During the meeting, the Taoiseach directly asks Mr. Major, “Do you think we can defeat the IRA?” “
He replies: “Militarily, it would be very difficult: I wouldn’t say that in public, of course, but, in private, I would say, maybe not. “
The note reveals the frustrations felt by both sides at the lack of progress in talks between the main political parties, while also revealing the Irish side’s early efforts to push for the inclusion of Sinn Fein in any negotiations on a future regulation.
“My own impression is that the talks are getting nowhere,” Mr. Reynolds said.
The Prime Minister, referring to the Secretary of State for Northern Ireland, said: “Peter Brooke thinks they have a bit of life.
Mr. Reynolds replies, “I would say that here … but not outside.”
The Irish leader told the Prime Minister he believed the IRA was “serious” about peace.
A few days earlier, Sinn Fein had published a document entitled Towards a lasting peace in Ireland.
Mr Major, according to the Irish memo, said: ‘If we pursue this we might meet very serious opposition here: you know more bombs are threatened in Whitehall. If they are serious, they are certainly on the wrong track.
The IRA had attacked 10 Downing Street during a Cabinet meeting the year before.
Mr Major continues: ‘They will not get peace by putting bombs in Whitehall – on the contrary. Why are they behaving the way they behave now if they want peace? “
Mr Reynolds told the British Prime Minister that ‘they always do this’.
“Before the violence stops, they become more and more active. They always like that it seems that if a ceasefire comes along, then they haven’t acted out of weakness. “
“Is there a way to look at the language, in order to get things done? Mr Reynolds asks, appearing to refer to Sinn Fein’s text.
Mr. Major says, “I know that Gerry Adams and a couple of others are involved in this matter. They think we suffer from fatigue in combat. They are wrong. They could be engaged in a very cynical game.
At the meeting, Mr Reynolds said he believed “peace may well be in sight”.
In a candid assessment of the current situation in Northern Ireland, the Taoiseach warns that the two governments are dealing with “a divided community”.

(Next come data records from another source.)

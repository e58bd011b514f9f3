//! Selector resolution and `{{ALIAS}}` substitution (§4.10): the logic an
//! HTTP `/query` surface would call before handing SQL to the query
//! engine, kept transport-agnostic so it's testable on its own.

use std::collections::BTreeMap;
use std::collections::BTreeSet;
use tsdb_catalog::DescriptorCatalog;
use tsdb_core::{Error, MetricId, Result};

/// One `{metric, tags?, alias?}` selector from a query request.
#[derive(Debug, Clone, Default)]
pub struct Selector {
    /// Exact metric name to match.
    pub metric: String,
    /// Tag subset the matching metric(s) must contain.
    pub tags: BTreeMap<String, String>,
    /// Explicit alias; defaults to `S1, S2, …` in selector order.
    pub alias: Option<String>,
}

/// A selector after resolution against the catalog.
#[derive(Debug, Clone)]
pub struct ResolvedSelector {
    /// The alias this selector is known by in SQL (`{{ALIAS}}`).
    pub alias: String,
    /// Every metric id the selector matched.
    pub metric_ids: Vec<MetricId>,
}

/// Resolve every selector via [`DescriptorCatalog::find`], in order.
///
/// An empty match or a match exceeding `cap` is a `ValidationError`.
/// Aliases default to `S1, S2, …` (1-indexed, selector order) when not
/// supplied; a duplicate alias (explicit or defaulted) is also rejected.
pub fn resolve_selectors(
    catalog: &DescriptorCatalog,
    selectors: &[Selector],
    cap: usize,
) -> Result<Vec<ResolvedSelector>> {
    let mut resolved = Vec::with_capacity(selectors.len());
    let mut seen_aliases = BTreeSet::new();
    for (i, selector) in selectors.iter().enumerate() {
        let (matches, hit_limit) = catalog.find(Some(&selector.metric), Some(&selector.tags), cap)?;
        if matches.is_empty() {
            return Err(Error::validation(format!(
                "selector for metric {:?} matched no metrics",
                selector.metric
            )));
        }
        if hit_limit {
            return Err(Error::validation(format!(
                "selector for metric {:?} matched more than {cap} metrics; narrow the tags",
                selector.metric
            )));
        }
        let alias = selector.alias.clone().unwrap_or_else(|| format!("S{}", i + 1));
        if !seen_aliases.insert(alias.clone()) {
            return Err(Error::validation(format!("duplicate alias {alias:?}")));
        }
        resolved.push(ResolvedSelector {
            alias,
            metric_ids: matches.into_iter().map(|m| m.metric_id).collect(),
        });
    }
    Ok(resolved)
}

/// Replace every `{{ALIAS}}` placeholder in `sql` with the decimal
/// `metric_id` of the resolved selector it names.
///
/// An alias token is letters, digits, and underscores, matching the way
/// the original implementation recognizes one. An alias that isn't among
/// `resolved`, or that resolved to more than one metric id (and so can't
/// stand in for a single-value placeholder), is a `ValidationError`.
pub fn substitute_aliases(sql: &str, resolved: &[ResolvedSelector]) -> Result<String> {
    let mut out = String::with_capacity(sql.len());
    let mut rest = sql;
    while let Some(start) = rest.find("{{") {
        out.push_str(&rest[..start]);
        let after_open = &rest[start + 2..];
        let end = after_open
            .find("}}")
            .ok_or_else(|| Error::validation("unterminated {{ALIAS}} placeholder in query"))?;
        let token = &after_open[..end];
        if token.is_empty() || !token.chars().all(|c| c.is_ascii_alphanumeric() || c == '_') {
            return Err(Error::validation(format!("malformed alias placeholder {{{{{token}}}}}")));
        }
        let selector = resolved
            .iter()
            .find(|r| r.alias == token)
            .ok_or_else(|| Error::validation(format!("unknown alias {{{{{token}}}}} in query")))?;
        if selector.metric_ids.len() != 1 {
            return Err(Error::validation(format!(
                "alias {{{{{token}}}}} matched {} metrics, a placeholder needs exactly one",
                selector.metric_ids.len()
            )));
        }
        out.push_str(&selector.metric_ids[0].to_string());
        rest = &after_open[end + 2..];
    }
    out.push_str(rest);
    Ok(out)
}

/// Verify `explicit` is exactly the union of every resolved selector's
/// metric ids (order-independent).
pub fn verify_metric_ids_union(explicit: &[MetricId], resolved: &[ResolvedSelector]) -> Result<()> {
    let explicit_set: BTreeSet<MetricId> = explicit.iter().copied().collect();
    let mut resolved_set: BTreeSet<MetricId> = BTreeSet::new();
    for r in resolved {
        resolved_set.extend(r.metric_ids.iter().copied());
    }
    if explicit_set != resolved_set {
        return Err(Error::validation(
            "metric_ids does not match the union of resolved selectors",
        ));
    }
    Ok(())
}

#[cfg(test)]
mod tests {
    use super::*;
    use tsdb_core::MetricType;
    use tsdb_kvstore::KvStore;

    fn catalog_with_cpu_metrics() -> (DescriptorCatalog, MetricId, MetricId) {
        let store = KvStore::new();
        let catalog = DescriptorCatalog::new(store);
        let mut web = BTreeMap::new();
        web.insert("role".to_string(), "web".to_string());
        let mut db = BTreeMap::new();
        db.insert("role".to_string(), "db".to_string());
        let web_id = catalog
            .ensure_descriptor(None, MetricType::Gauge, Some(1), Some(5), Some("cpu"), &web)
            .unwrap();
        let db_id = catalog
            .ensure_descriptor(None, MetricType::Gauge, Some(1), Some(5), Some("cpu"), &db)
            .unwrap();
        (catalog, web_id, db_id)
    }

    #[test]
    fn default_aliases_are_assigned_in_order() {
        let (catalog, web_id, db_id) = catalog_with_cpu_metrics();
        let selectors = vec![
            Selector { metric: "cpu".into(), tags: BTreeMap::from([("role".into(), "web".into())]), alias: None },
            Selector { metric: "cpu".into(), tags: BTreeMap::from([("role".into(), "db".into())]), alias: None },
        ];
        let resolved = resolve_selectors(&catalog, &selectors, 10).unwrap();
        assert_eq!(resolved[0].alias, "S1");
        assert_eq!(resolved[0].metric_ids, vec![web_id]);
        assert_eq!(resolved[1].alias, "S2");
        assert_eq!(resolved[1].metric_ids, vec![db_id]);
    }

    #[test]
    fn empty_match_is_validation_error() {
        let (catalog, _web_id, _db_id) = catalog_with_cpu_metrics();
        let selectors = vec![Selector {
            metric: "missing".into(),
            tags: BTreeMap::new(),
            alias: None,
        }];
        let err = resolve_selectors(&catalog, &selectors, 10).unwrap_err();
        assert!(err.is_validation());
    }

    #[test]
    fn duplicate_alias_is_rejected() {
        let (catalog, _web_id, _db_id) = catalog_with_cpu_metrics();
        let selectors = vec![
            Selector { metric: "cpu".into(), tags: BTreeMap::from([("role".into(), "web".into())]), alias: Some("X".into()) },
            Selector { metric: "cpu".into(), tags: BTreeMap::from([("role".into(), "db".into())]), alias: Some("X".into()) },
        ];
        let err = resolve_selectors(&catalog, &selectors, 10).unwrap_err();
        assert!(err.is_validation());
    }

    #[test]
    fn substitute_aliases_replaces_placeholder_with_metric_id() {
        let (catalog, web_id, _db_id) = catalog_with_cpu_metrics();
        let selectors = vec![Selector {
            metric: "cpu".into(),
            tags: BTreeMap::from([("role".into(), "web".into())]),
            alias: Some("WEB".into()),
        }];
        let resolved = resolve_selectors(&catalog, &selectors, 10).unwrap();
        let sql = substitute_aliases("select * from samples where metric_id = {{WEB}}", &resolved).unwrap();
        assert_eq!(sql, format!("select * from samples where metric_id = {web_id}"));
    }

    #[test]
    fn substitute_aliases_rejects_unknown_alias() {
        let resolved: Vec<ResolvedSelector> = Vec::new();
        let err = substitute_aliases("select {{NOPE}}", &resolved).unwrap_err();
        assert!(err.is_validation());
    }

    #[test]
    fn substitute_aliases_rejects_multi_match_placeholder() {
        let (catalog, _web_id, _db_id) = catalog_with_cpu_metrics();
        let selectors = vec![Selector {
            metric: "cpu".into(),
            tags: BTreeMap::new(),
            alias: Some("ALL".into()),
        }];
        let resolved = resolve_selectors(&catalog, &selectors, 10).unwrap();
        let err = substitute_aliases("select {{ALL}}", &resolved).unwrap_err();
        assert!(err.is_validation());
    }

    #[test]
    fn verify_union_matches_exactly() {
        let (catalog, web_id, db_id) = catalog_with_cpu_metrics();
        let selectors = vec![
            Selector { metric: "cpu".into(), tags: BTreeMap::from([("role".into(), "web".into())]), alias: None },
            Selector { metric: "cpu".into(), tags: BTreeMap::from([("role".into(), "db".into())]), alias: None },
        ];
        let resolved = resolve_selectors(&catalog, &selectors, 10).unwrap();
        assert!(verify_metric_ids_union(&[web_id, db_id], &resolved).is_ok());
        assert!(verify_metric_ids_union(&[web_id], &resolved).is_err());
    }
}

He said, “We need to develop structures to accommodate these differences; and these structures must inspire confidence. I’m talking about the longer term – there is no quick fix.
Mr Major, who says he agrees, tells the Irish Prime Minister: “We cannot suddenly move on to an end product, but we are walking a path – and we cannot stop: we cannot not stop talking – or walking.
“Twenty-two years is a long time: there are a lot of corpses in between. “
The note of the meeting, still in the early days of the peace process, indicates the close ties forged between the British and Irish governments on the issue.
Mr. Major told the assembly: “I’m unlucky not to be Irish but I understand the importance of symbolism. We have to be prepared to do unconventional things.